If you can afford to support yourself, which I’m sure he can, there’s a serenity to working on small projects that are nothin the public eye. It may simply be that he craves some quiet time that enables him to focus on his family and himself.
Negative, what you shave taken away is it’s the people. He mentions standing up clusters. Small shops can’t afford clusters. Ignore the technical aspect of this article and read it for what it’s for. A thank you note to the people he has worked with on amazing projects. Research in a bubble of 1 isn’t very useful. Research in a small team with Meta Budget is extremely useful. With the right people.
I don't think thats what is being said.
Having friends who are at or near both FAIR and other AI parts of meta, reosurces are not the issue, anymore at least. (there had been a massive squeeze for the last two years though) But pytorch and FAIR use(d) a AWS based cluster. (however pytorch is used everywhere else inside facebook though. well not everywhere...)
There is/are plenty of interesting things happening at big tech, and Meta specifically. If you like computer vision, then Meta is pretty much still the world leader. Much as it pains me to say it.
> I mention this because it feels analogous to military research, where people "dream" of how advanced the military is, how forward they are compared to public research... and yet, it seems to be a recurring myth they love to sustain.
I don't think that you can read this from the blog post at all, but it gives me a chuckle to think how the quest for AGI at Meta may be "The Men Who Stare at Goats" all over again.

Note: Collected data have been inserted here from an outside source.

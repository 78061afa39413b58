//! Durable load/save of the [`Settings`] object.
//!
//! The default file lives at `~/.config/pane-sync/data.json` (platform
//! config directory elsewhere). Writes are atomic: the JSON is written to a
//! sibling temp file and renamed over the target.

use crate::defaults::{APP_DIR_NAME, SETTINGS_FILE_NAME};
use crate::{ConfigError, Settings};
use anyhow::{Context, Result};
use parking_lot::Mutex;
use std::fs;
use std::path::{Path, PathBuf};

/// Load/save seam between the link engine and durable storage.
pub trait SettingsStore {
    /// Returns `None` when nothing has been stored yet.
    fn load(&self) -> Result<Option<Settings>>;

    fn save(&self, settings: &Settings) -> Result<()>;
}

/// JSON file backed settings store.
#[derive(Debug, Clone)]
pub struct FileSettingsStore {
    path: PathBuf,
}

impl FileSettingsStore {
    pub fn new(path: impl Into<PathBuf>) -> Self {
        Self { path: path.into() }
    }

    /// Store at the default per-user location.
    pub fn at_default_location() -> Self {
        Self::new(Self::default_path())
    }

    /// Get the settings file path (XDG convention on unix-likes)
    pub fn default_path() -> PathBuf {
        #[cfg(target_os = "windows")]
        {
            dirs::config_dir()
                .map(|dir| dir.join(APP_DIR_NAME).join(SETTINGS_FILE_NAME))
                .unwrap_or_else(|| PathBuf::from(SETTINGS_FILE_NAME))
        }
        #[cfg(not(target_os = "windows"))]
        {
            dirs::home_dir()
                .map(|home| {
                    home.join(".config")
                        .join(APP_DIR_NAME)
                        .join(SETTINGS_FILE_NAME)
                })
                .unwrap_or_else(|| PathBuf::from(SETTINGS_FILE_NAME))
        }
    }

    pub fn path(&self) -> &Path {
        &self.path
    }
}

impl SettingsStore for FileSettingsStore {
    fn load(&self) -> Result<Option<Settings>> {
        if !self.path.exists() {
            return Ok(None);
        }

        let contents = fs::read_to_string(&self.path)
            .map_err(ConfigError::from)
            .with_context(|| format!("Failed to read settings from {:?}", self.path))?;

        if contents.trim().is_empty() {
            return Ok(None);
        }

        let settings: Settings = serde_json::from_str(&contents)
            .map_err(ConfigError::from)
            .with_context(|| format!("Failed to parse settings from {:?}", self.path))?;

        log::info!(
            "Loaded settings ({} saved pairs) from {:?}",
            settings.saved_pairs.len(),
            self.path
        );
        Ok(Some(settings))
    }

    fn save(&self, settings: &Settings) -> Result<()> {
        if let Some(parent) = self.path.parent()
            && !parent.as_os_str().is_empty()
        {
            fs::create_dir_all(parent)
                .map_err(ConfigError::from)
                .with_context(|| format!("Failed to create settings directory {:?}", parent))?;
        }

        let json = serde_json::to_string_pretty(settings)
            .map_err(ConfigError::from)
            .context("Failed to serialize settings")?;

        // Atomic save: write to temp file then rename to prevent corruption on crash
        let temp_path = self.path.with_extension("json.tmp");
        fs::write(&temp_path, json)
            .map_err(ConfigError::from)
            .with_context(|| format!("Failed to write settings to {:?}", temp_path))?;
        fs::rename(&temp_path, &self.path)
            .map_err(ConfigError::from)
            .with_context(|| format!("Failed to move settings into place at {:?}", self.path))?;

        log::debug!(
            "Saved settings ({} saved pairs) to {:?}",
            settings.saved_pairs.len(),
            self.path
        );
        Ok(())
    }
}

/// Settings store that never touches the filesystem.
#[derive(Debug, Default)]
pub struct MemorySettingsStore {
    stored: Mutex<Option<Settings>>,
    saves: Mutex<usize>,
}

impl MemorySettingsStore {
    pub fn new() -> Self {
        Self::default()
    }

    /// Store pre-seeded with `settings`, as if a previous run had saved them.
    pub fn with_settings(settings: Settings) -> Self {
        Self {
            stored: Mutex::new(Some(settings)),
            saves: Mutex::new(0),
        }
    }

    /// Last settings object written (or seeded).
    pub fn stored(&self) -> Option<Settings> {
        self.stored.lock().clone()
    }

    /// Number of `save` calls so far.
    pub fn save_count(&self) -> usize {
        *self.saves.lock()
    }
}

impl SettingsStore for MemorySettingsStore {
    fn load(&self) -> Result<Option<Settings>> {
        Ok(self.stored.lock().clone())
    }

    fn save(&self, settings: &Settings) -> Result<()> {
        *self.stored.lock() = Some(settings.clone());
        *self.saves.lock() += 1;
        Ok(())
    }
}

impl<S: SettingsStore + ?Sized> SettingsStore for &S {
    fn load(&self) -> Result<Option<Settings>> {
        (**self).load()
    }

    fn save(&self, settings: &Settings) -> Result<()> {
        (**self).save(settings)
    }
}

I'm totally speculating. I have no extra information there.
It just makes me think of all the staff, technical staff, that left OpenAI recently. Altman was making grand claims about what was coming next.
Well, we know what followed, namely I don't think any researcher who left knowing what was in the pipeline feel like they missed much in terms of access.
Just checked BTW and ... premise looks fun but the score is too low https://www.rottentomatoes.com/m/men_who_stare_at_goats was it actually good as movie, not just the idea behind it?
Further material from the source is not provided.